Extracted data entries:
------------------------------------
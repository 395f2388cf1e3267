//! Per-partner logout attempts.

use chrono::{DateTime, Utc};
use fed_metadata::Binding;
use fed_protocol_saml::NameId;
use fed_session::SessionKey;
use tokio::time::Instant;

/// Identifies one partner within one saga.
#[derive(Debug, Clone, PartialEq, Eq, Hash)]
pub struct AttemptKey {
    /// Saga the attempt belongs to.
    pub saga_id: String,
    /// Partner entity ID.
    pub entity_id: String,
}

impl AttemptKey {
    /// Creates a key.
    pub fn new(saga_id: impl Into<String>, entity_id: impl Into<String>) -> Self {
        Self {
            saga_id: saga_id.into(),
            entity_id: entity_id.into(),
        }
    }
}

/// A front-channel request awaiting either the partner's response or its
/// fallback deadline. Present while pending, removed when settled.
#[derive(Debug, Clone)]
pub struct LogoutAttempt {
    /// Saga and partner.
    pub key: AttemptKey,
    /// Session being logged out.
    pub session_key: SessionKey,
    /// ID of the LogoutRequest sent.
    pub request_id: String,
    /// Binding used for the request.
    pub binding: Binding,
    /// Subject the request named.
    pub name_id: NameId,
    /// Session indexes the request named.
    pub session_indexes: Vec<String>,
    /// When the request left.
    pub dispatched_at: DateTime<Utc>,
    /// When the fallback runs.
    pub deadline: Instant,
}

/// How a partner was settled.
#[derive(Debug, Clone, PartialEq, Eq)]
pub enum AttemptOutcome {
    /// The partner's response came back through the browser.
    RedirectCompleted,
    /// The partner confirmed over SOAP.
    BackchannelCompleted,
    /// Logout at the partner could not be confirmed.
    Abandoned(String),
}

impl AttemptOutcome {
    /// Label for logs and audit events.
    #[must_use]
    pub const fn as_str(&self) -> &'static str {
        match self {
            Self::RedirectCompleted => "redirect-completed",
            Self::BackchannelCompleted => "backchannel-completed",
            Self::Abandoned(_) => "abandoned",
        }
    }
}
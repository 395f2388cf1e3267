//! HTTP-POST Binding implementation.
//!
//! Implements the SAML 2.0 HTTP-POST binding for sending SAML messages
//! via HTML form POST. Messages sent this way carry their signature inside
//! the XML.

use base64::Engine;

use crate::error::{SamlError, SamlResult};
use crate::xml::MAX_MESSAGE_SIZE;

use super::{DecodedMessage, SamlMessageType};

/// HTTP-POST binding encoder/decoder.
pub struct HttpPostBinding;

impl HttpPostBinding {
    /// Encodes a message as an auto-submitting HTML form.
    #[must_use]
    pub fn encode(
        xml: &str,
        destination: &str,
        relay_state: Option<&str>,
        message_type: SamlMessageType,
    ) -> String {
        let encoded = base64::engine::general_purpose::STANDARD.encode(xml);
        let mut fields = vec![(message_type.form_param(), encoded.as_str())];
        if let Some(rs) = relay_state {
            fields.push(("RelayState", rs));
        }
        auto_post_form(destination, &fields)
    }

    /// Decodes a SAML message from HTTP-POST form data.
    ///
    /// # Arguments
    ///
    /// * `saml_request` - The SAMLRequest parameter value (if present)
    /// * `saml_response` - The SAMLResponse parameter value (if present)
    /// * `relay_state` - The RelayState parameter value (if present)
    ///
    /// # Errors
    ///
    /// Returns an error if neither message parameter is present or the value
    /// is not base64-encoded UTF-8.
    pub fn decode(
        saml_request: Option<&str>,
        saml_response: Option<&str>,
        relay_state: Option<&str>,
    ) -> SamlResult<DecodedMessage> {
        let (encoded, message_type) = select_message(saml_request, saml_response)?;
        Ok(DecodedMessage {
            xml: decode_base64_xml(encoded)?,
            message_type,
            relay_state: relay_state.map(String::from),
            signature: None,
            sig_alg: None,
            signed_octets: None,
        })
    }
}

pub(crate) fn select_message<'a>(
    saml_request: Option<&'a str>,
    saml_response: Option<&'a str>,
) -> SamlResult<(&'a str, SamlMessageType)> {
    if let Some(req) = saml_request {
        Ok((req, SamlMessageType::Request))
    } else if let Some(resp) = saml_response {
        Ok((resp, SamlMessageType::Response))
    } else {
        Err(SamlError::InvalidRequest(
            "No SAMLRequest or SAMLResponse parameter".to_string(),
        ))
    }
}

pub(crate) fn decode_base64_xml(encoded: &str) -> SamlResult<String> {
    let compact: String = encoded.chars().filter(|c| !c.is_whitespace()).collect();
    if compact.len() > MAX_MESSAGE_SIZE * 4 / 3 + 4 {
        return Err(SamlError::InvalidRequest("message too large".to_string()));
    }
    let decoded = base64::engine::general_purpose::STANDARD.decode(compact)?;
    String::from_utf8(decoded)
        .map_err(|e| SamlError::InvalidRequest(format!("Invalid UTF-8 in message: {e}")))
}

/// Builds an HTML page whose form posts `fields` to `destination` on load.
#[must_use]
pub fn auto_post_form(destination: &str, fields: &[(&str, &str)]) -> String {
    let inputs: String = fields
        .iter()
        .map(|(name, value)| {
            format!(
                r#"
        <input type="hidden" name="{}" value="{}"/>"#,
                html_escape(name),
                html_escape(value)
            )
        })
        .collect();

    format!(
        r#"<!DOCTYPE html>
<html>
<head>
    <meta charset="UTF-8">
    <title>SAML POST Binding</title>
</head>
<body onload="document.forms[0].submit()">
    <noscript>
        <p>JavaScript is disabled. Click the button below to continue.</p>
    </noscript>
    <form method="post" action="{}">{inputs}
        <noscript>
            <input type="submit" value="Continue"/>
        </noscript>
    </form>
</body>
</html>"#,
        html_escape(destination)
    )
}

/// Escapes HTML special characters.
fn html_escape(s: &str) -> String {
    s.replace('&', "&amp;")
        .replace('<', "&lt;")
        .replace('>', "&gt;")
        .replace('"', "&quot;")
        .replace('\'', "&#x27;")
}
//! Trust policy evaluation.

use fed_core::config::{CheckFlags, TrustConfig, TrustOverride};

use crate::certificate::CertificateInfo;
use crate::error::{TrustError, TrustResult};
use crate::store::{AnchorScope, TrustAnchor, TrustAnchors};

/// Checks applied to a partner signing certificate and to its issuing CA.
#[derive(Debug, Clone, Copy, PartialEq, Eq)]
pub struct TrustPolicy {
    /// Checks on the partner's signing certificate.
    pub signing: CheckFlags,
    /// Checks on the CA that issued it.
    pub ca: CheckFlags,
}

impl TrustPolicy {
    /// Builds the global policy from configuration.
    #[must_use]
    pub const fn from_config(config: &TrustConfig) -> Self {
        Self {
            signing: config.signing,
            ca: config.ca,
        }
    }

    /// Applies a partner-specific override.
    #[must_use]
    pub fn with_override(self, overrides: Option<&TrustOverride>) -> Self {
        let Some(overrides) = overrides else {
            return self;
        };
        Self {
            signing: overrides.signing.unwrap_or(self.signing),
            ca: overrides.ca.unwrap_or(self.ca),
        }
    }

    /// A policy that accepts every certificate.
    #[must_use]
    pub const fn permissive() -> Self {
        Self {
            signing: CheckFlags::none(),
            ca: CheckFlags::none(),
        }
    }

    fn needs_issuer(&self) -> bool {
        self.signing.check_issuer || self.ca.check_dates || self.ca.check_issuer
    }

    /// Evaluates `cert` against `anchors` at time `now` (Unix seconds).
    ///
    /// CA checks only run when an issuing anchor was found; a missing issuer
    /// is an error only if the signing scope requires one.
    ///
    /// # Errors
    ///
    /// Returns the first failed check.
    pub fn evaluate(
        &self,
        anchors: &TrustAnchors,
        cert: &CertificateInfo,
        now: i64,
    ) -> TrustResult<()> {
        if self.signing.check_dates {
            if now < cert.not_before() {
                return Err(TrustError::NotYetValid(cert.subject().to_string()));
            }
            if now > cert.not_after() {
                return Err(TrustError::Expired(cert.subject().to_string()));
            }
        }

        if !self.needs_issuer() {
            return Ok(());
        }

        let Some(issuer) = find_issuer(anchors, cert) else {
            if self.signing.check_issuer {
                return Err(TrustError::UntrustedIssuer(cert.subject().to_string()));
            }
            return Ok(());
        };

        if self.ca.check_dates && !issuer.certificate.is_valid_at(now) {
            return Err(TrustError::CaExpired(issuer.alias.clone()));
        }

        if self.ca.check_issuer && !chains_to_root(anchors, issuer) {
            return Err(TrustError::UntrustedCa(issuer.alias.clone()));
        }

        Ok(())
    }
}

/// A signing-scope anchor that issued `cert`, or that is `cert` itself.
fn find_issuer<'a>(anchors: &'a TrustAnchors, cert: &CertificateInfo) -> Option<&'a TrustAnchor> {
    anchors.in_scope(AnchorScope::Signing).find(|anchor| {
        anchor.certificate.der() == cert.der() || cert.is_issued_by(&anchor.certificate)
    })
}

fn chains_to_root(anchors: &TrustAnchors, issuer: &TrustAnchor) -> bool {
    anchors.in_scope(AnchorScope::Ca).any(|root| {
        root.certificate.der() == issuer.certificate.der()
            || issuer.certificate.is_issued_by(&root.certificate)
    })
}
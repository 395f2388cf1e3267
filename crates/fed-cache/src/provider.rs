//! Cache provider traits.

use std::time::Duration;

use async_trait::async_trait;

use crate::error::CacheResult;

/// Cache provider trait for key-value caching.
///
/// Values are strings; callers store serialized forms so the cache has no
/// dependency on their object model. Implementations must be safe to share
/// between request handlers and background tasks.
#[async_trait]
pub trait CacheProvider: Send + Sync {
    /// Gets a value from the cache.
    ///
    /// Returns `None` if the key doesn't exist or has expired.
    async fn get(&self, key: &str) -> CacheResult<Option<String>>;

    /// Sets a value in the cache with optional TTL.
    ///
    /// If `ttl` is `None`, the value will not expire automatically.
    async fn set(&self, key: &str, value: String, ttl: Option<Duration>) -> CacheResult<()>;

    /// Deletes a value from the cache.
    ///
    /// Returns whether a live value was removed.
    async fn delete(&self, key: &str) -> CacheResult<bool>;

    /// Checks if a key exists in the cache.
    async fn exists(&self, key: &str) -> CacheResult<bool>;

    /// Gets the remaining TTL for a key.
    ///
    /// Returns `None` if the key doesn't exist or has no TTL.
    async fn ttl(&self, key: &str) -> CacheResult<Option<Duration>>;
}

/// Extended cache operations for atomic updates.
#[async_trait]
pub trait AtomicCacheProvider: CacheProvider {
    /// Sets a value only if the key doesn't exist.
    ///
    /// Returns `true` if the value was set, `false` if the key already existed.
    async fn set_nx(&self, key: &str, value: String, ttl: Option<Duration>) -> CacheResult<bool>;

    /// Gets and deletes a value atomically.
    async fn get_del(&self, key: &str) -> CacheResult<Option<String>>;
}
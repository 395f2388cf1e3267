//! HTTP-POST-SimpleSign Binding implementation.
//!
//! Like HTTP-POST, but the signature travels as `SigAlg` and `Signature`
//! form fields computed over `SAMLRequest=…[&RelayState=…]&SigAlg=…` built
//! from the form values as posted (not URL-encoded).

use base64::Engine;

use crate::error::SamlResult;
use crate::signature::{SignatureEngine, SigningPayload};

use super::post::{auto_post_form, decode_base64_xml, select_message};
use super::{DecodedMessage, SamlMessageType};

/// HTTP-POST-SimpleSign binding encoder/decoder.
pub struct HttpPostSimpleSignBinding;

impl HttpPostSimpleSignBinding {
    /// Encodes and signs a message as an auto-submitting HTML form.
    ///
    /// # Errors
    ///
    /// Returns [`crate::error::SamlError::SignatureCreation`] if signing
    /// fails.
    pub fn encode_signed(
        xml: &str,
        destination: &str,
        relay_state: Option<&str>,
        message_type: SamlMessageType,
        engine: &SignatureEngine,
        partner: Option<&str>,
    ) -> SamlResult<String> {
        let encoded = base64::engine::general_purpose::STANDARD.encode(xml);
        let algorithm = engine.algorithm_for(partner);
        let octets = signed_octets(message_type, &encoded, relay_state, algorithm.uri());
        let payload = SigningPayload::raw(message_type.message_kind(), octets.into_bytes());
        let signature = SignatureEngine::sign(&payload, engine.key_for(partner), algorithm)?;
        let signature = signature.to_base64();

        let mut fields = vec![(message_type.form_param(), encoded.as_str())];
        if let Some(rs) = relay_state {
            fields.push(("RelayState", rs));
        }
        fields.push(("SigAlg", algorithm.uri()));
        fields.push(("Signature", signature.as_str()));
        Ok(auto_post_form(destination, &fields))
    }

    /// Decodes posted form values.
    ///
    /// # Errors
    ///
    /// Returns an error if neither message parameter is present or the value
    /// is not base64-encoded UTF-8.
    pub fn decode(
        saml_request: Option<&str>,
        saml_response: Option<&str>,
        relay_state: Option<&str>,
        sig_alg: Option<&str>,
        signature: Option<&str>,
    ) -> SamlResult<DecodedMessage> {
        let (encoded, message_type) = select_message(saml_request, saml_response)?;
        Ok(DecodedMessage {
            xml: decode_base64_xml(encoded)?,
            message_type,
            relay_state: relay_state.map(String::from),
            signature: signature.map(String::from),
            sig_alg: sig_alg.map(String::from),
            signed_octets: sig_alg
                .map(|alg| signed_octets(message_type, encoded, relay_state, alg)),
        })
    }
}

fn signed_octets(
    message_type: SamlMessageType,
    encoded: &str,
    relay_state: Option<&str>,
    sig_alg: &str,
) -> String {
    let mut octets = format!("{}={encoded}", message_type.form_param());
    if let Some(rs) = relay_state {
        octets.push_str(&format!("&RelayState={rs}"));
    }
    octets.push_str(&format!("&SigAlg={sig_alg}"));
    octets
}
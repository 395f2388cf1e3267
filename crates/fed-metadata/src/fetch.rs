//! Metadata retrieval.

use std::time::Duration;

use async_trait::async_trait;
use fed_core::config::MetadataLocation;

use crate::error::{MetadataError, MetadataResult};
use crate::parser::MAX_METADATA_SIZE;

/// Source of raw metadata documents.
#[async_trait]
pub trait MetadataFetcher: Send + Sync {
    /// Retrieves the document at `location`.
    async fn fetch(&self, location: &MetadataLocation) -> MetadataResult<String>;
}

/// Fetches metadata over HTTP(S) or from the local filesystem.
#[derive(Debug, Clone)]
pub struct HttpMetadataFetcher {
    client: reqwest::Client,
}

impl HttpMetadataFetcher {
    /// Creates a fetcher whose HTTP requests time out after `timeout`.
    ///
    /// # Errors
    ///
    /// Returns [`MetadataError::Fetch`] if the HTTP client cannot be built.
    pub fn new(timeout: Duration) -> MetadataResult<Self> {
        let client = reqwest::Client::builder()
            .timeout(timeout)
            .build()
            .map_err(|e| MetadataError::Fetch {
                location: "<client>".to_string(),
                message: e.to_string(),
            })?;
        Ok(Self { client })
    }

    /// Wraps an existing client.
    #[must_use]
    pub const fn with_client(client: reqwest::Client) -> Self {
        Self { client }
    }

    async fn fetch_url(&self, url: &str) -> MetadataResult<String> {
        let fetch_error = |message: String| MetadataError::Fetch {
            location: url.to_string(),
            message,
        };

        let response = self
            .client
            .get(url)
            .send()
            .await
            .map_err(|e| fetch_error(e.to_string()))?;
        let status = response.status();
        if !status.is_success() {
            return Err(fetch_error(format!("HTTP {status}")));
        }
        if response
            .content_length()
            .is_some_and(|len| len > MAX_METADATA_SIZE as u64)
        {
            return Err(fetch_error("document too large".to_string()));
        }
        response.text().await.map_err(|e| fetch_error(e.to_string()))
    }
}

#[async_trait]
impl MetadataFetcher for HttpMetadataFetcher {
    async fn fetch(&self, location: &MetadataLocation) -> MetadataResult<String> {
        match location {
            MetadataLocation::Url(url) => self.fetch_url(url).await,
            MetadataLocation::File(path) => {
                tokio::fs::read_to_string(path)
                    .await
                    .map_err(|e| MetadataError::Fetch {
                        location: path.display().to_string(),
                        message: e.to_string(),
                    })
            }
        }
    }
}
------------------------------------
WHAT TO PRODUCE: Please return only the lines above, starting at the line that has "not expire automatically." and ending at the line that has "Option<Duration>) -> CacheResult<bool>;", keeping both and leaving each one unchanged.

ANSWER SPACE:
    /// If `ttl` is `None`, the value will not expire automatically.
    async fn set(&self, key: &str, value: String, ttl: Option<Duration>) -> CacheResult<()>;

    /// Deletes a value from the cache.
    ///
    /// Returns whether a live value was removed.
    async fn delete(&self, key: &str) -> CacheResult<bool>;

    /// Checks if a key exists in the cache.
    async fn exists(&self, key: &str) -> CacheResult<bool>;

    /// Gets the remaining TTL for a key.
    ///
    /// Returns `None` if the key doesn't exist or has no TTL.
    async fn ttl(&self, key: &str) -> CacheResult<Option<Duration>>;
}

/// Extended cache operations for atomic updates.
#[async_trait]
pub trait AtomicCacheProvider: CacheProvider {
    /// Sets a value only if the key doesn't exist.
    ///
    /// Returns `true` if the value was set, `false` if the key already existed.
    async fn set_nx(&self, key: &str, value: String, ttl: Option<Duration>) -> CacheResult<bool>;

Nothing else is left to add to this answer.